Alexion Pharmaceuticals, Inc., a biopharmaceutical company, and Montreal, Canada–based Enobia Pharma Corp. have signed a definitive agreement under which Alexion will acquire 100 per cent of the capital stock of Enobia, a private biopharmaceutical company focused on the development of therapies to treat patients with ultra-rare and life-threatening genetic metabolic disorders.

Enobia's lead product candidate ENB-0040 (asfotase alfa), is a human recombinant targeted alkaline phosphatase enzyme-replacement therapy for patients suffering with hypophosphatasia (HPP), an ultra-rare, life-threatening, genetic metabolic disease for which there are no approved treatment options. Alexion will acquire full worldwide development and commercial rights to asfotase alfa. Asfotase alfa was awarded orphan drug designation in the US and EU in 2008 and Fast Track status in the US in 2009, and is currently in phase II clinical development.

“Hypophosphatasia is an ultra-rare and life-threatening disease, and those patients who survive live with debilitating morbidities including skeletal deformity, severe muscle weakness, and progressive damage to vital organs,” said Leonard Bell, MD, chief executive officer of Alexion. “Asfotase alfa has shown very compelling phase II clinical data in infants and juveniles with hypophosphatasia. The acquisition of Enobia is very well aligned with Alexion's objective to develop and deliver life-transforming therapies for patients suffering with ultra-rare, severe, and life-threatening disorders.”

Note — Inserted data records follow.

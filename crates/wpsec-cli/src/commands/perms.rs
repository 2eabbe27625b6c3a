//! Permission reset

use std::path::{Path, PathBuf};

use colored::Colorize;
use serde::Serialize;
use wpsec_core::{DEFAULT_PROFILE, PermissionChange, PermissionEngine, PolicyDocument, ScanConfig};

use crate::error::Result;
use crate::render;
use crate::settings::Settings;

/// Flags of the `perms` command.
#[derive(Debug, Clone, Default)]
pub struct PermsOptions {
    pub policy: Option<PathBuf>,
    pub profile: Option<String>,
    pub directory: Option<String>,
    pub skip: Vec<String>,
    pub dry_run: bool,
    pub workers: Option<usize>,
    pub json: bool,
    pub verbose: bool,
}

#[derive(Serialize)]
struct PermsOutput<'a> {
    profile: &'a str,
    dry_run: bool,
    changes: &'a [PermissionChange],
    issues: &'a [wpsec_core::PathIssue],
}

/// Run the perms command
///
/// Returns `false` when some path could not be changed.
pub fn run_perms(live_root: &Path, settings: &Settings, opts: &PermsOptions) -> Result<bool> {
    let policy_path = opts.policy.as_ref().or(settings.policy.as_ref());
    let document = match policy_path {
        Some(path) => PolicyDocument::load(path)?,
        None => PolicyDocument::builtin(),
    };
    let profile_name = opts
        .profile
        .as_deref()
        .or(settings.profile.as_deref())
        .unwrap_or(DEFAULT_PROFILE);
    let profile = document.profile(profile_name)?;

    // Every change is listed when previewing.
    let mut config = ScanConfig::new(live_root)?
        .with_skip(settings.skip_list(&opts.skip))
        .with_workers(settings.workers(opts.workers))
        .with_verbose(opts.verbose || opts.dry_run || opts.json)
        .with_dry_run(opts.dry_run);
    if let Some(directory) = &opts.directory {
        config = config.with_scope(directory)?;
    }

    if !opts.json {
        println!(
            "{} Applying profile {} to {}",
            "=>".blue().bold(),
            profile.name().cyan(),
            config.live_root().display()
        );
    }

    let report = PermissionEngine::new(&config).apply(&profile)?;

    if opts.json {
        let output = PermsOutput {
            profile: profile.name(),
            dry_run: opts.dry_run,
            changes: report.permissions(),
            issues: report.issues(),
        };
        println!("{}", serde_json::to_string_pretty(&output)?);
        return Ok(report.issues().is_empty());
    }

    if !report.permissions().is_empty() {
        let rows: Vec<Vec<String>> = report
            .permissions()
            .iter()
            .map(|change| {
                vec![
                    change.path.to_string(),
                    change.previous.map_or_else(|| "?".to_string(), |m| m.to_string()),
                    change.mode.to_string(),
                ]
            })
            .collect();
        print!("{}", render::table(&["path", "was", "mode"], &rows));
    }

    if !report.issues().is_empty() {
        println!();
        println!("{} Some permissions could not be changed:", "ERROR".red().bold());
        render::print_issues(report.issues());
        return Ok(false);
    }

    if opts.dry_run {
        println!(
            "{} Dry run: {} path(s) would be updated.",
            "=>".blue().bold(),
            report.permissions().len()
        );
    } else {
        println!("{} Permissions reset.", "OK".green().bold());
    }
    Ok(true)
}

#[cfg(all(test, unix))]
mod tests {
    use super::*;
    use wpsec_test_utils::TreeFixture;

    #[test]
    fn builtin_default_profile_is_used() {
        let tree = TreeFixture::new().file("index.php", "<?php");
        tree.set_mode("index.php", 0o600);

        let ok = run_perms(tree.path(), &Settings::default(), &PermsOptions::default()).unwrap();

        assert!(ok);
        assert_eq!(tree.mode("index.php"), 0o644);
    }

    #[test]
    fn dry_run_changes_nothing() {
        let tree = TreeFixture::new().file("index.php", "<?php");
        tree.set_mode("index.php", 0o600);
        let opts = PermsOptions {
            dry_run: true,
            ..PermsOptions::default()
        };

        run_perms(tree.path(), &Settings::default(), &opts).unwrap();

        assert_eq!(tree.mode("index.php"), 0o600);
    }

    #[test]
    fn policy_file_from_settings() {
        let tree = TreeFixture::new()
            .file("index.php", "<?php")
            .file("perms.yml", "default:\n  file: '0640'\n  directory: '0750'\n");
        let settings = Settings {
            policy: Some(tree.join("perms.yml")),
            ..Settings::default()
        };

        run_perms(tree.path(), &settings, &PermsOptions::default()).unwrap();

        assert_eq!(tree.mode("index.php"), 0o640);
    }

    #[test]
    fn unknown_profile_is_fatal() {
        let tree = TreeFixture::new();
        let opts = PermsOptions {
            profile: Some("nope".into()),
            ..PermsOptions::default()
        };

        let result = run_perms(tree.path(), &Settings::default(), &opts);
        assert!(matches!(
            result,
            Err(crate::error::CliError::Core(wpsec_core::Error::InvalidPolicyProfile { .. }))
        ));
    }
}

“Alexion has proven expertise in developing and commercializing therapies to transform the lives of patients with severe and ultra-rare disorders, making them the ideal partner to advance the work of the Enobia team and bring asfotase alfa to HPP patients around the world,” said Jonathan Silverstein, general partner of OrbiMed and Enobia chairman. OrbiMed is a controlling shareholder in Enobia.

“Enobia and our scientific collaborators have developed an elegant compound showing very promising clinical results to date,” said Dr Robert Heft, president and CEO of Enobia. “Together with Alexion, we share a sharp focus on transforming the lives of patients with severe and ultra-rare disorders. The hypophosphatasia patient community will be well served by the experience and international scope of Alexion.”

Alexion will acquire Enobia in an all-cash transaction. Under the terms of the agreement, Alexion has agreed to pay $610 million in cash upon consummation of the transaction, and up to $470 million in cash to be paid upon achievement of various regulatory and sales milestones. Alexion is not issuing equity in connection with the acquisition. The transaction is subject to customary conditions, including the expiration or termination of the waiting period under the Hart-Scott-Rodino Antitrust Improvements Act. The Boards of both companies have approved the transaction and the companies currently anticipate that the transaction will be completed in the first quarter of 2012.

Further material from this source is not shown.